* **Exercise description**:
Reproduce all records below exactly.

Saved data entries:
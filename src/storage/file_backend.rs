//! JSON-file storage.
//!
//! Each collection is one pretty-printed JSON array in the data directory.
//! Every operation reads the whole file and mutations rewrite it. There is
//! no locking: two requests mutating the same collection concurrently can
//! lose one of the writes, and ids are computed as `max(id) + 1` so the id
//! of a deleted last record is handed out again.

use super::{format_timestamp, record_id, BackendMode, Collection, Record, StorageBackend};
use crate::sqlite_persistence::SqlType;
use anyhow::{anyhow, bail, Context, Result};
use chrono::{DateTime, Utc};
use serde::{Deserialize, Serialize};
use serde_json::Value;
use std::fs;
use std::path::{Path, PathBuf};
use tracing::{debug, info};

const SETTINGS_FILE_NAME: &str = "settings.json";

#[derive(Debug, Serialize, Deserialize)]
struct SettingEntry {
    key: String,
    value: String,
}

pub struct FileBackend {
    data_dir: PathBuf,
    seed: bool,
}

impl FileBackend {
    pub fn new<P: AsRef<Path>>(data_dir: P, seed: bool) -> Self {
        FileBackend {
            data_dir: data_dir.as_ref().to_path_buf(),
            seed,
        }
    }

    fn collection_path(&self, collection: Collection) -> PathBuf {
        self.data_dir.join(collection.spec().file_name)
    }

    fn settings_path(&self) -> PathBuf {
        self.data_dir.join(SETTINGS_FILE_NAME)
    }

    /// Reads a JSON array file. `None` if the file does not exist.
    fn read_array<T: for<'de> Deserialize<'de>>(path: &Path) -> Result<Option<Vec<T>>> {
        if !path.exists() {
            return Ok(None);
        }
        let content = fs::read_to_string(path)
            .with_context(|| format!("Failed to read {}", path.display()))?;
        if content.trim().is_empty() {
            return Ok(Some(vec![]));
        }
        let items = serde_json::from_str(&content)
            .with_context(|| format!("{} does not contain a valid JSON array", path.display()))?;
        Ok(Some(items))
    }

    fn write_array<T: Serialize>(&self, path: &Path, items: &[T]) -> Result<()> {
        fs::create_dir_all(&self.data_dir).with_context(|| {
            format!("Failed to create data directory {}", self.data_dir.display())
        })?;
        let content = serde_json::to_string_pretty(items)?;
        fs::write(path, content).with_context(|| format!("Failed to write {}", path.display()))?;
        debug!("Wrote {} entries to {}", items.len(), path.display());
        Ok(())
    }

    fn load(&self, collection: Collection) -> Result<Vec<Record>> {
        let path = self.collection_path(collection);
        match Self::read_array::<Value>(&path)? {
            Some(values) => values
                .into_iter()
                .map(|value| match value {
                    Value::Object(record) => Ok(record),
                    other => Err(anyhow!(
                        "{} contains a non-object entry: {}",
                        path.display(),
                        other
                    )),
                })
                .collect(),
            None => self.materialize(collection),
        }
    }

    /// First access to a collection without a file: write the seed set, if
    /// seeding is enabled and the collection has one.
    fn materialize(&self, collection: Collection) -> Result<Vec<Record>> {
        let seed = match (self.seed, collection.spec().seed) {
            (true, Some(seed)) => seed,
            _ => return Ok(vec![]),
        };
        let now = format_timestamp(&Utc::now());
        let records = seed(&now)
            .into_iter()
            .zip(1i64..)
            .map(|(fields, id)| with_id(id, fields))
            .collect::<Vec<_>>();
        self.save(collection, &records)?;
        info!(
            "Seeded {} with {} records at {}",
            collection,
            records.len(),
            self.collection_path(collection).display()
        );
        Ok(records)
    }

    fn save(&self, collection: Collection, records: &[Record]) -> Result<()> {
        self.write_array(&self.collection_path(collection), records)
    }

    fn load_settings(&self) -> Result<Vec<SettingEntry>> {
        Ok(Self::read_array(&self.settings_path())?.unwrap_or_default())
    }
}

/// Builds a record with `id` as its first key.
fn with_id(id: i64, mut fields: Record) -> Record {
    fields.remove("id");
    let mut record = Record::new();
    record.insert("id".to_string(), Value::from(id));
    record.extend(fields);
    record
}

fn modified_time(path: &Path) -> Option<DateTime<Utc>> {
    let modified = fs::metadata(path).ok()?.modified().ok()?;
    Some(DateTime::<Utc>::from(modified))
}

impl StorageBackend for FileBackend {
    fn mode(&self) -> BackendMode {
        BackendMode::File
    }

    fn location(&self) -> String {
        self.data_dir.display().to_string()
    }

    fn list(&self, collection: Collection) -> Result<Vec<Record>> {
        let spec = collection.spec();
        let mut records = self.load(collection)?;
        records.sort_by(|a, b| spec.compare(a, b));
        Ok(records)
    }

    fn get(&self, collection: Collection, id: i64) -> Result<Option<Record>> {
        Ok(self
            .load(collection)?
            .into_iter()
            .find(|r| record_id(r) == Some(id)))
    }

    fn insert(&self, collection: Collection, fields: Record) -> Result<Record> {
        let mut records = self.load(collection)?;
        let next_id = records.iter().filter_map(record_id).max().unwrap_or(0) + 1;
        let record = with_id(next_id, fields);
        records.push(record.clone());
        self.save(collection, &records)?;
        Ok(record)
    }

    fn update(&self, collection: Collection, id: i64, fields: Record) -> Result<Option<Record>> {
        let mut records = self.load(collection)?;
        let Some(existing) = records.iter_mut().find(|r| record_id(r) == Some(id)) else {
            return Ok(None);
        };
        for (key, value) in fields {
            if key == "id" {
                continue;
            }
            existing.insert(key, value);
        }
        let updated = existing.clone();
        self.save(collection, &records)?;
        Ok(Some(updated))
    }

    fn delete(&self, collection: Collection, id: i64) -> Result<bool> {
        let mut records = self.load(collection)?;
        let before = records.len();
        records.retain(|r| record_id(r) != Some(id));
        if records.len() == before {
            return Ok(false);
        }
        self.save(collection, &records)?;
        Ok(true)
    }

    fn increment(&self, collection: Collection, id: i64, field: &str) -> Result<Option<Record>> {
        let mapping = collection
            .spec()
            .field(field)
            .filter(|m| *m.sql_type == SqlType::Integer)
            .ok_or_else(|| anyhow!("{} has no counter named {}", collection, field))?;

        let mut records = self.load(collection)?;
        let Some(existing) = records.iter_mut().find(|r| record_id(r) == Some(id)) else {
            return Ok(None);
        };
        let current = match mapping.lookup(existing) {
            None | Some(Value::Null) => 0,
            Some(value) => match value.as_i64() {
                Some(n) => n,
                None => bail!("{} record {} has a non-numeric {}", collection, id, field),
            },
        };
        mapping.assign(existing, Value::from(current + 1));
        let updated = existing.clone();
        self.save(collection, &records)?;
        Ok(Some(updated))
    }

    fn get_setting(&self, key: &str) -> Result<Option<String>> {
        Ok(self
            .load_settings()?
            .into_iter()
            .find(|entry| entry.key == key)
            .map(|entry| entry.value))
    }

    fn put_setting(&self, key: &str, value: &str) -> Result<()> {
        let mut entries = self.load_settings()?;
        match entries.iter_mut().find(|entry| entry.key == key) {
            Some(entry) => entry.value = value.to_string(),
            None => entries.push(SettingEntry {
                key: key.to_string(),
                value: value.to_string(),
            }),
        }
        self.write_array(&self.settings_path(), &entries)
    }

    fn last_modified(&self) -> Result<Option<DateTime<Utc>>> {
        Ok(Collection::ALL
            .iter()
            .filter_map(|c| modified_time(&self.collection_path(*c)))
            .max())
    }
}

* **Worked solution**:
filename src/storage/file_backend.rs
//! JSON-file storage.
//!
//! Each collection is one pretty-printed JSON array in the data directory.
//! Every operation reads the whole file and mutations rewrite it. There is
//! no locking: two requests mutating the same collection concurrently can
//! lose one of the writes, and ids are computed as `max(id) + 1` so the id
//! of a deleted last record is handed out again.

use super::{format_timestamp, record_id, BackendMode, Collection, Record, StorageBackend};
use crate::sqlite_persistence::SqlType;
use anyhow::{anyhow, bail, Context, Result};
use chrono::{DateTime, Utc};
use serde::{Deserialize, Serialize};
use serde_json::Value;
use std::fs;
use std::path::{Path, PathBuf};
use tracing::{debug, info};

const SETTINGS_FILE_NAME: &str = "settings.json";

#[derive(Debug, Serialize, Deserialize)]
struct SettingEntry {
    key: String,
    value: String,
}

pub struct FileBackend {
    data_dir: PathBuf,
    seed: bool,
}

impl FileBackend {
    pub fn new<P: AsRef<Path>>(data_dir: P, seed: bool) -> Self {
        FileBackend {
            data_dir: data_dir.as_ref().to_path_buf(),
            seed,
        }
    }

    fn collection_path(&self, collection: Collection) -> PathBuf {
        self.data_dir.join(collection.spec().file_name)
    }

    fn settings_path(&self) -> PathBuf {
        self.data_dir.join(SETTINGS_FILE_NAME)
    }

    /// Reads a JSON array file. `None` if the file does not exist.
    fn read_array<T: for<'de> Deserialize<'de>>(path: &Path) -> Result<Option<Vec<T>>> {
        if !path.exists() {
            return Ok(None);
        }
        let content = fs::read_to_string(path)
            .with_context(|| format!("Failed to read {}", path.display()))?;
        if content.trim().is_empty() {
            return Ok(Some(vec![]));
        }
        let items = serde_json::from_str(&content)
            .with_context(|| format!("{} does not contain a valid JSON array", path.display()))?;
        Ok(Some(items))
    }

    fn write_array<T: Serialize>(&self, path: &Path, items: &[T]) -> Result<()> {
        fs::create_dir_all(&self.data_dir).with_context(|| {
            format!("Failed to create data directory {}", self.data_dir.display())
        })?;
        let content = serde_json::to_string_pretty(items)?;
        fs::write(path, content).with_context(|| format!("Failed to write {}", path.display()))?;
        debug!("Wrote {} entries to {}", items.len(), path.display());
        Ok(())
    }

    fn load(&self, collection: Collection) -> Result<Vec<Record>> {
        let path = self.collection_path(collection);
        match Self::read_array::<Value>(&path)? {
            Some(values) => values
                .into_iter()
                .map(|value| match value {
                    Value::Object(record) => Ok(record),
                    other => Err(anyhow!(
                        "{} contains a non-object entry: {}",
                        path.display(),
                        other
                    )),
                })
                .collect(),
            None => self.materialize(collection),
        }
    }

    /// First access to a collection without a file: write the seed set, if
    /// seeding is enabled and the collection has one.
    fn materialize(&self, collection: Collection) -> Result<Vec<Record>> {
        let seed = match (self.seed, collection.spec().seed) {
            (true, Some(seed)) => seed,
            _ => return Ok(vec![]),
        };
        let now = format_timestamp(&Utc::now());
        let records = seed(&now)
            .into_iter()
            .zip(1i64..)
            .map(|(fields, id)| with_id(id, fields))
            .collect::<Vec<_>>();
        self.save(collection, &records)?;
        info!(
            "Seeded {} with {} records at {}",
            collection,
            records.len(),
            self.collection_path(collection).display()
        );
        Ok(records)
    }

    fn save(&self, collection: Collection, records: &[Record]) -> Result<()> {
        self.write_array(&self.collection_path(collection), records)
    }

    fn load_settings(&self) -> Result<Vec<SettingEntry>> {
        Ok(Self::read_array(&self.settings_path())?.unwrap_or_default())
    }
}

/// Builds a record with `id` as its first key.
fn with_id(id: i64, mut fields: Record) -> Record {
    fields.remove("id");
    let mut record = Record::new();
    record.insert("id".to_string(), Value::from(id));
    record.extend(fields);
    record
}

fn modified_time(path: &Path) -> Option<DateTime<Utc>> {
    let modified = fs::metadata(path).ok()?.modified().ok()?;
    Some(DateTime::<Utc>::from(modified))
}

impl StorageBackend for FileBackend {
    fn mode(&self) -> BackendMode {
        BackendMode::File
    }

    fn location(&self) -> String {
        self.data_dir.display().to_string()
    }

    fn list(&self, collection: Collection) -> Result<Vec<Record>> {
        let spec = collection.spec();
        let mut records = self.load(collection)?;
        records.sort_by(|a, b| spec.compare(a, b));
        Ok(records)
    }

    fn get(&self, collection: Collection, id: i64) -> Result<Option<Record>> {
        Ok(self
            .load(collection)?
            .into_iter()
            .find(|r| record_id(r) == Some(id)))
    }

    fn insert(&self, collection: Collection, fields: Record) -> Result<Record> {
        let mut records = self.load(collection)?;
        let next_id = records.iter().filter_map(record_id).max().unwrap_or(0) + 1;
        let record = with_id(next_id, fields);
        records.push(record.clone());
        self.save(collection, &records)?;
        Ok(record)
    }

    fn update(&self, collection: Collection, id: i64, fields: Record) -> Result<Option<Record>> {
        let mut records = self.load(collection)?;
        let Some(existing) = records.iter_mut().find(|r| record_id(r) == Some(id)) else {
            return Ok(None);
        };
        for (key, value) in fields {
            if key == "id" {
                continue;
            }
            existing.insert(key, value);
        }
        let updated = existing.clone();
        self.save(collection, &records)?;
        Ok(Some(updated))
    }

    fn delete(&self, collection: Collection, id: i64) -> Result<bool> {
        let mut records = self.load(collection)?;
        let before = records.len();
        records.retain(|r| record_id(r) != Some(id));
        if records.len() == before {
            return Ok(false);
        }
        self.save(collection, &records)?;
        Ok(true)
    }

    fn increment(&self, collection: Collection, id: i64, field: &str) -> Result<Option<Record>> {
        let mapping = collection
            .spec()
            .field(field)
            .filter(|m| *m.sql_type == SqlType::Integer)
            .ok_or_else(|| anyhow!("{} has no counter named {}", collection, field))?;

        let mut records = self.load(collection)?;
        let Some(existing) = records.iter_mut().find(|r| record_id(r) == Some(id)) else {
            return Ok(None);
        };
        let current = match mapping.lookup(existing) {
            None | Some(Value::Null) => 0,
            Some(value) => match value.as_i64() {
                Some(n) => n,
                None => bail!("{} record {} has a non-numeric {}", collection, id, field),
            },
        };
        mapping.assign(existing, Value::from(current + 1));
        let updated = existing.clone();
        self.save(collection, &records)?;
        Ok(Some(updated))
    }

    fn get_setting(&self, key: &str) -> Result<Option<String>> {
        Ok(self
            .load_settings()?
            .into_iter()
            .find(|entry| entry.key == key)
            .map(|entry| entry.value))
    }

    fn put_setting(&self, key: &str, value: &str) -> Result<()> {
        let mut entries = self.load_settings()?;
        match entries.iter_mut().find(|entry| entry.key == key) {
            Some(entry) => entry.value = value.to_string(),
            None => entries.push(SettingEntry {
                key: key.to_string(),
                value: value.to_string(),
            }),
        }
        self.write_array(&self.settings_path(), &entries)
    }

    fn last_modified(&self) -> Result<Option<DateTime<Utc>>> {
        Ok(Collection::ALL
            .iter()
            .filter_map(|c| modified_time(&self.collection_path(*c)))
            .max())
    }
}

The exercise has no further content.